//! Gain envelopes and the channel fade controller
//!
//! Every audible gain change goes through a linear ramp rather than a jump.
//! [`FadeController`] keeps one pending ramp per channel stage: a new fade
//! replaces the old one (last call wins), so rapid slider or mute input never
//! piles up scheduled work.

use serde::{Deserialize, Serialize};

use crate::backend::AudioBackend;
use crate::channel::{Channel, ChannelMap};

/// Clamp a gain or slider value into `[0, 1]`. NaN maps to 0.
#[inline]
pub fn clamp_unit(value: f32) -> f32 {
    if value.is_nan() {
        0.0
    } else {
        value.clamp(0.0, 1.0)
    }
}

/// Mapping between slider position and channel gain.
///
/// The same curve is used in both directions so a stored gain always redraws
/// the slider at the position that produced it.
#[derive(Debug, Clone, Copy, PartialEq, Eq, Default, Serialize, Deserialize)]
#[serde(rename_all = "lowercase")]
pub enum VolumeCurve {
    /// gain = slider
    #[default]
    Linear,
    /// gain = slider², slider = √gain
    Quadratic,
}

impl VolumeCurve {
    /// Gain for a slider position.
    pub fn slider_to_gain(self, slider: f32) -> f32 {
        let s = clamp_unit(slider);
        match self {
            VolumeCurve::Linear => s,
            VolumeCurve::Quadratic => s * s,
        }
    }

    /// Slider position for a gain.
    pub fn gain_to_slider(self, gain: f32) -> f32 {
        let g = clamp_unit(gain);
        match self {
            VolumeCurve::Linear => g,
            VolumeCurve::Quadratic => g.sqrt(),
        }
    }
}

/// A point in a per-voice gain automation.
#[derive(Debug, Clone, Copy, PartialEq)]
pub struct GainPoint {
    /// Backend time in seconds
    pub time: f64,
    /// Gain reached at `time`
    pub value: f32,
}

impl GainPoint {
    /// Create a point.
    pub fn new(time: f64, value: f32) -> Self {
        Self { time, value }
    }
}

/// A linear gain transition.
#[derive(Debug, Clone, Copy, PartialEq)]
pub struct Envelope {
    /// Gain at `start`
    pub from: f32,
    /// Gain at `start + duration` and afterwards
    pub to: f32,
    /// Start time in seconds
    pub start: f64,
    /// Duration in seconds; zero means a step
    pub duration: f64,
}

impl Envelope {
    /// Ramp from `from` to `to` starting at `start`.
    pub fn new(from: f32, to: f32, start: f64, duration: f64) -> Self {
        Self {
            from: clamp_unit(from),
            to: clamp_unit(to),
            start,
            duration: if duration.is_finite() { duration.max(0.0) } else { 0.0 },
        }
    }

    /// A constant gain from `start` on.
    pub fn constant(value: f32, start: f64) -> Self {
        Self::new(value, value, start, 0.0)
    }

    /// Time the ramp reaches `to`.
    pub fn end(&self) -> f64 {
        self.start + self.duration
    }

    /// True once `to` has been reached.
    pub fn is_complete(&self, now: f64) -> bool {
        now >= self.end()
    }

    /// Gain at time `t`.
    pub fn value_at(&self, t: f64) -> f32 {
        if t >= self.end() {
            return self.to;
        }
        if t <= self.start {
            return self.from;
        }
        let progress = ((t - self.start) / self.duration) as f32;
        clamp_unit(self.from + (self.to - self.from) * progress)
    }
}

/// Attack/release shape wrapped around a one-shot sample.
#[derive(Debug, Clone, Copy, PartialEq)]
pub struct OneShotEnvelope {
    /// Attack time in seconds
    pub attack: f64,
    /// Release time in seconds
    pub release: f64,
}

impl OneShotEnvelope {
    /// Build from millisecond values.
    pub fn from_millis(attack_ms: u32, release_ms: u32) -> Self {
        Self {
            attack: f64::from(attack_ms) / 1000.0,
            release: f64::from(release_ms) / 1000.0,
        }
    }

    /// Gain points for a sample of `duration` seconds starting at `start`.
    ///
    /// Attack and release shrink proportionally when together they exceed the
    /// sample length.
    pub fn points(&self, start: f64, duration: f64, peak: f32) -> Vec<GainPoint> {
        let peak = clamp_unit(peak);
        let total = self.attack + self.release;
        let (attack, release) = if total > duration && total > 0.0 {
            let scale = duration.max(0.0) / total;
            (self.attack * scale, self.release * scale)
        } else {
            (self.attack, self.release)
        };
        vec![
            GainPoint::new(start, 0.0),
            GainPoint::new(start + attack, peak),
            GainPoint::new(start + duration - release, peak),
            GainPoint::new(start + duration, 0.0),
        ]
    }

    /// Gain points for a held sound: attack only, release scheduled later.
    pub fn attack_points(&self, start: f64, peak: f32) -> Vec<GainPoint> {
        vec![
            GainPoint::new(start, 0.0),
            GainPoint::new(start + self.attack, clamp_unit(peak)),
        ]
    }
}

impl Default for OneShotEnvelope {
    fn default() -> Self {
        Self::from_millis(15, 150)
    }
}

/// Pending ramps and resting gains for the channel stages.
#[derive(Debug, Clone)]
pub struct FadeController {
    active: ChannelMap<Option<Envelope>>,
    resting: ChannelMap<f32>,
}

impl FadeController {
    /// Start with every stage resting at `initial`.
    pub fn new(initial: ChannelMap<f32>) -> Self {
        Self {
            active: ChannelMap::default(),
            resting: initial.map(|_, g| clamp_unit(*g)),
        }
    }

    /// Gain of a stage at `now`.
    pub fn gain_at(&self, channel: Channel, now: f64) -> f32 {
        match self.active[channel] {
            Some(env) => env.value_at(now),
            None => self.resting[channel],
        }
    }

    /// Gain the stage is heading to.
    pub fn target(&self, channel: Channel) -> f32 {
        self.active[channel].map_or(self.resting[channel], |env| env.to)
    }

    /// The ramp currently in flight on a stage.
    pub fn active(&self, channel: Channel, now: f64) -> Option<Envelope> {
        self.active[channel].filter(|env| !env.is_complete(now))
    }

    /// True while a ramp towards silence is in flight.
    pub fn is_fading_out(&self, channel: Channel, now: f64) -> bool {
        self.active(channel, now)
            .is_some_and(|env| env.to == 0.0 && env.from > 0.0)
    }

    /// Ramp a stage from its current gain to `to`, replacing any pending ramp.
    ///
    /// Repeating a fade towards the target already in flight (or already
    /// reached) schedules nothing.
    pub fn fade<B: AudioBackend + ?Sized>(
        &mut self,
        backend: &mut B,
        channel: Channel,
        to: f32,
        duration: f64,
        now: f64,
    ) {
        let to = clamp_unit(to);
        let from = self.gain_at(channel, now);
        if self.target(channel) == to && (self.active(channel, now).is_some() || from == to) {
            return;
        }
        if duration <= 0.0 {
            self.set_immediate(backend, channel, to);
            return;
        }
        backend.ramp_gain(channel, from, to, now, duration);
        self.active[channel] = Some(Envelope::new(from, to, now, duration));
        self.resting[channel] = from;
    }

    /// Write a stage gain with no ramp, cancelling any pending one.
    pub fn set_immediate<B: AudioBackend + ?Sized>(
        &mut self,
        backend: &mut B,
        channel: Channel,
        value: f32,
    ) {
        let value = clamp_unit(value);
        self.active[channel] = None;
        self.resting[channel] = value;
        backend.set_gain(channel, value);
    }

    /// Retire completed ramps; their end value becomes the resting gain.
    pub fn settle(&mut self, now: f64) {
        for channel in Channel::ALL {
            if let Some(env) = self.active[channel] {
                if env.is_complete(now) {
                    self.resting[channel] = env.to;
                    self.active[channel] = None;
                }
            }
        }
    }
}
# # # # # # #
**YOUR TASK**
Please give back exactly the lines of this listing beginning at the line with "self.active[channel].filter(|env| !env.is_complete(now))" and ending with the line with "to, now, duration));", both included, and nothing else.

**RESPONSE BELOW**
        self.active[channel].filter(|env| !env.is_complete(now))
    }

    /// True while a ramp towards silence is in flight.
    pub fn is_fading_out(&self, channel: Channel, now: f64) -> bool {
        self.active(channel, now)
            .is_some_and(|env| env.to == 0.0 && env.from > 0.0)
    }

    /// Ramp a stage from its current gain to `to`, replacing any pending ramp.
    ///
    /// Repeating a fade towards the target already in flight (or already
    /// reached) schedules nothing.
    pub fn fade<B: AudioBackend + ?Sized>(
        &mut self,
        backend: &mut B,
        channel: Channel,
        to: f32,
        duration: f64,
        now: f64,
    ) {
        let to = clamp_unit(to);
        let from = self.gain_at(channel, now);
        if self.target(channel) == to && (self.active(channel, now).is_some() || from == to) {
            return;
        }
        if duration <= 0.0 {
            self.set_immediate(backend, channel, to);
            return;
        }
        backend.ramp_gain(channel, from, to, now, duration);
        self.active[channel] = Some(Envelope::new(from, to, now, duration));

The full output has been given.